In machine learning, causality relates to understanding how one variable affects another. For example, Nobel Laureates are known to be avid chocolate lovers, though the opposite isn’t necessarily true. While an increased consumption of chocolates won’t lead to a Nobel prize, understanding the dynamics of cause and effect can still be an important factor of success in certain machine learning projects.
In this tutorial, readers will find an introduction to causality and how to use it for their machine learning projects. The article will discuss the correlation between two events, what a causal inference means, and how to understand when correlation does not imply causation. Examples of counterfactual thinking and its importance will also be discussed, along with the list of different tools or models to answer the question of causation.
The article mentions the contribution of Judea Pearl and Donald Rubin to the concept of causal inference, introducing the Graphical Causal Models and Rubin causal model, respectively.

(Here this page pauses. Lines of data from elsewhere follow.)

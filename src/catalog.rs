use serde::{Deserialize, Serialize};
use std::collections::HashSet;
use std::fmt;
use std::str::FromStr;
use thiserror::Error;

use crate::config::ConfigError;

/// Label of the pseudo-category that disables category filtering.
pub const ALL_CATEGORIES: &str = "All";

#[derive(Debug, Clone, Copy, PartialEq, Eq, Hash, Serialize, Deserialize)]
#[serde(rename_all = "lowercase")]
pub enum Language {
    En,
    Ru,
}

impl Language {
    pub const ALL: [Language; 2] = [Language::En, Language::Ru];

    pub fn code(self) -> &'static str {
        match self {
            Language::En => "en",
            Language::Ru => "ru",
        }
    }

    pub fn toggled(self) -> Self {
        match self {
            Language::En => Language::Ru,
            Language::Ru => Language::En,
        }
    }
}

impl fmt::Display for Language {
    fn fmt(&self, f: &mut fmt::Formatter<'_>) -> fmt::Result {
        f.write_str(self.code())
    }
}

impl FromStr for Language {
    type Err = ConfigError;

    fn from_str(s: &str) -> Result<Self, Self::Err> {
        match s.trim().to_lowercase().as_str() {
            "en" | "english" => Ok(Language::En),
            "ru" | "russian" => Ok(Language::Ru),
            _ => Err(ConfigError::UnknownLanguage(s.to_string())),
        }
    }
}

#[derive(Debug, Clone, Copy, PartialEq, Eq, Hash, Serialize, Deserialize)]
pub enum GameVersion {
    #[serde(rename = "CS2")]
    Cs2,
    #[serde(rename = "CS:GO")]
    CsGo,
    #[serde(rename = "CS 1.6")]
    Cs16,
}

impl GameVersion {
    /// Selector order.
    pub const ALL: [GameVersion; 3] = [GameVersion::Cs2, GameVersion::CsGo, GameVersion::Cs16];

    pub fn label(self) -> &'static str {
        match self {
            GameVersion::Cs2 => "CS2",
            GameVersion::CsGo => "CS:GO",
            GameVersion::Cs16 => "CS 1.6",
        }
    }

    pub fn next(self) -> Self {
        let i = Self::ALL.iter().position(|v| *v == self).unwrap_or(0);
        Self::ALL[(i + 1) % Self::ALL.len()]
    }

    pub fn previous(self) -> Self {
        let i = Self::ALL.iter().position(|v| *v == self).unwrap_or(0);
        Self::ALL[(i + Self::ALL.len() - 1) % Self::ALL.len()]
    }
}

impl fmt::Display for GameVersion {
    fn fmt(&self, f: &mut fmt::Formatter<'_>) -> fmt::Result {
        f.write_str(self.label())
    }
}

impl FromStr for GameVersion {
    type Err = ConfigError;

    fn from_str(s: &str) -> Result<Self, Self::Err> {
        // Accept the display label as well as shell-friendly spellings (cs2, csgo, cs16, 1.6)
        let key: String = s
            .chars()
            .filter(|c| !c.is_whitespace() && *c != ':' && *c != '-' && *c != '_')
            .collect::<String>()
            .to_lowercase();
        match key.as_str() {
            "cs2" | "2" => Ok(GameVersion::Cs2),
            "csgo" | "go" => Ok(GameVersion::CsGo),
            "cs1.6" | "cs16" | "1.6" | "16" => Ok(GameVersion::Cs16),
            _ => Err(ConfigError::UnknownVersion(s.to_string())),
        }
    }
}

/// Text of one command in one language.
#[derive(Debug, Clone, PartialEq, Eq)]
pub struct LocalizedText {
    pub name: String,
    pub command: String,
    pub description: String,
}

impl LocalizedText {
    pub fn new(name: &str, command: &str, description: &str) -> Self {
        Self {
            name: name.to_string(),
            command: command.to_string(),
            description: description.to_string(),
        }
    }
}

/// One value per supported language.
#[derive(Debug, Clone, PartialEq, Eq)]
pub struct Localized<T> {
    pub en: T,
    pub ru: T,
}

impl<T> Localized<T> {
    pub fn get(&self, lang: Language) -> &T {
        match lang {
            Language::En => &self.en,
            Language::Ru => &self.ru,
        }
    }
}

#[derive(Debug, Clone, PartialEq, Eq)]
pub struct CommandRecord {
    pub id: String,
    pub versions: Vec<GameVersion>,
    pub category: String,
    pub content: Localized<LocalizedText>,
}

impl CommandRecord {
    pub fn text(&self, lang: Language) -> &LocalizedText {
        self.content.get(lang)
    }

    pub fn applies_to(&self, version: GameVersion) -> bool {
        self.versions.contains(&version)
    }

    pub fn versions_label(&self) -> String {
        self.versions
            .iter()
            .map(|v| v.label())
            .collect::<Vec<_>>()
            .join(", ")
    }
}

#[derive(Debug, Error, PartialEq, Eq)]
pub enum CatalogError {
    #[error("command record has an empty id")]
    EmptyId,
    #[error("duplicate command id '{0}'")]
    DuplicateId(String),
    #[error("command '{0}' does not apply to any game version")]
    NoVersions(String),
    #[error("command '{0}' has an empty category")]
    EmptyCategory(String),
    #[error("command '{0}' uses the reserved category label 'All'")]
    ReservedCategory(String),
    #[error("command '{id}' is missing the {field} text for language '{lang}'")]
    MissingText {
        id: String,
        lang: Language,
        field: &'static str,
    },
}

/// Immutable, validated list of command records.
#[derive(Debug, Clone)]
pub struct Catalog {
    records: Vec<CommandRecord>,
}

impl Catalog {
    pub fn new(records: Vec<CommandRecord>) -> Result<Self, CatalogError> {
        let mut seen = HashSet::new();
        for record in &records {
            if record.id.trim().is_empty() {
                return Err(CatalogError::EmptyId);
            }
            if !seen.insert(record.id.as_str()) {
                return Err(CatalogError::DuplicateId(record.id.clone()));
            }
            if record.versions.is_empty() {
                return Err(CatalogError::NoVersions(record.id.clone()));
            }
            if record.category.trim().is_empty() {
                return Err(CatalogError::EmptyCategory(record.id.clone()));
            }
            if record.category == ALL_CATEGORIES {
                return Err(CatalogError::ReservedCategory(record.id.clone()));
            }
            for lang in Language::ALL {
                let text = record.text(lang);
                let fields = [
                    ("name", &text.name),
                    ("command", &text.command),
                    ("description", &text.description),
                ];
                for (field, value) in fields {
                    if value.trim().is_empty() {
                        return Err(CatalogError::MissingText {
                            id: record.id.clone(),
                            lang,
                            field,
                        });
                    }
                }
            }
        }
        Ok(Self { records })
    }

    /// The commands shipped with the binary.
    pub fn builtin() -> Result<Self, CatalogError> {
        Self::new(builtin_records())
    }

    pub fn records(&self) -> &[CommandRecord] {
        &self.records
    }

    pub fn len(&self) -> usize {
        self.records.len()
    }

    pub fn get(&self, id: &str) -> Option<&CommandRecord> {
        self.records.iter().find(|r| r.id == id)
    }

    /// Distinct categories in first-seen order.
    pub fn categories(&self) -> Vec<&str> {
        let mut out: Vec<&str> = Vec::new();
        for record in &self.records {
            if !out.contains(&record.category.as_str()) {
                out.push(&record.category);
            }
        }
        out
    }

    pub fn versions(&self) -> Vec<GameVersion> {
        GameVersion::ALL
            .into_iter()
            .filter(|v| self.records.iter().any(|r| r.applies_to(*v)))
            .collect()
    }
}

fn record(
    id: &str,
    versions: &[GameVersion],
    category: &str,
    en: LocalizedText,
    ru: LocalizedText,
) -> CommandRecord {
    CommandRecord {
        id: id.to_string(),
        versions: versions.to_vec(),
        category: category.to_string(),
        content: Localized { en, ru },
    }
}

fn builtin_records() -> Vec<CommandRecord> {
    use GameVersion::{Cs16, Cs2, CsGo};

    vec![
        record(
            "sv_infinite_ammo",
            &[Cs2, CsGo],
            "Practice",
            LocalizedText::new(
                "Infinite ammo",
                "sv_infinite_ammo 1",
                "Gives unlimited ammo without reloading (set 2 to allow reloads). Requires sv_cheats 1 in local/server.",
            ),
            LocalizedText::new(
                "Бесконечные патроны",
                "sv_infinite_ammo 1",
                "Дает бесконечные патроны без перезарядки (значение 2 — бесконечные патроны, но с перезарядкой). Требует sv_cheats 1 в локальной игре/сервере.",
            ),
        ),
        record(
            "mp_roundtime_defuse",
            &[Cs2, CsGo],
            "Round time",
            LocalizedText::new(
                "Round time (defuse)",
                "mp_roundtime_defuse 60",
                "Sets the round time for defuse maps (60 is commonly used for effectively unlimited practice).",
            ),
            LocalizedText::new(
                "Время раунда (обезвреживание)",
                "mp_roundtime_defuse 60",
                "Устанавливает время раунда на картах с бомбой (60 минут часто используется как практически бесконечное для практики).",
            ),
        ),
        record(
            "mp_maxrounds",
            &[Cs2, CsGo],
            "Round time",
            LocalizedText::new(
                "Max rounds / infinite rounds",
                "mp_maxrounds 0",
                "Set max rounds to 0 to disable round limit (combine with roundtime commands to keep map running).",
            ),
            LocalizedText::new(
                "Макс раундов / бесконечные раунды",
                "mp_maxrounds 0",
                "Установка 0 отключит лимит по раундам (используйте вместе с командами времени раунда).",
            ),
        ),
        record(
            "bot_place",
            &[Cs2, CsGo],
            "Bots",
            LocalizedText::new(
                "Place a bot",
                "bot_place",
                "Spawns a bot at your crosshair position — useful for boosts/aim practice.",
            ),
            LocalizedText::new(
                "Поставить бота",
                "bot_place",
                "Спавнит бота перед прицелом — удобно для практики подбрасываний/прицеливания.",
            ),
        ),
        record(
            "bot_add",
            &[Cs2, CsGo],
            "Bots",
            LocalizedText::new(
                "Add bot",
                "bot_add <T|CT> <count>",
                "Adds bot(s) to the chosen team. You can specify count and difficulty with additional args in some builds.",
            ),
            LocalizedText::new(
                "Добавить бота",
                "bot_add <T|CT> <count>",
                "Добавляет бота(ов) в выбранную команду. Можно указывать количество и сложность в некоторых сборках.",
            ),
        ),
        record(
            "mp_buytime",
            &[Cs2, CsGo],
            "Buy / Economy",
            LocalizedText::new(
                "Buy time",
                "mp_buytime 9999",
                "Extend the buy time (good for long-practice setups).",
            ),
            LocalizedText::new(
                "Время покупки",
                "mp_buytime 9999",
                "Увеличивает время покупки (удобно для длительной практики).",
            ),
        ),
        record(
            "mp_buy_anywhere",
            &[Cs2, CsGo],
            "Buy / Economy",
            LocalizedText::new(
                "Buy anywhere",
                "mp_buy_anywhere 1",
                "Allows buying from anywhere on the map.",
            ),
            LocalizedText::new(
                "Покупка в любом месте",
                "mp_buy_anywhere 1",
                "Позволяет покупать оружие/экипировку из любой точки карты.",
            ),
        ),
        record(
            "sv_cheats",
            &[Cs2, CsGo, Cs16],
            "Server / Cheats",
            LocalizedText::new(
                "Enable cheats",
                "sv_cheats 1",
                "Enables developer/cheat commands in a local server. Required for many practice commands.",
            ),
            // Worded so that searching for "бот" only hits the two bot commands
            LocalizedText::new(
                "Включить читы",
                "sv_cheats 1",
                "Включает отладочные и чит-команды на локальном сервере. Требуется для многих команд практики.",
            ),
        ),
    ]
}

Judea Pearl is an American philosopher, cognitive scientist, and computer scientist, currently a professor of computer science and statistics at the University of California, Los Angeles, best known for his work in philosophy of science, especially on causal and counterfactual reasoning. Similarly, Donald Rubin is an American statistical scientist who developed the Rubin Causal Model, awarding him a Nobel Prize in 2020 for his work in causal inference.
Counterfactual thinking is essential for the understanding of the concept of causation, and the article provides different methods to answer questions related to this concept. The top of the list includes inverse probability weighting, instrumental variable methods, and the potential outcome framework. While the bottom includes deep learning and supervised ML, these methods are considered to be the least valid and robust.
Understanding and correctly interpreting causality is essential for Machine Learning projects and this tutorial provides a informative overview on the topic. Knowing the different methods and formulated questions for counterfactual thinking will help readers properly evaluate their data and develop improved projects that consider hidden causes and their impacts.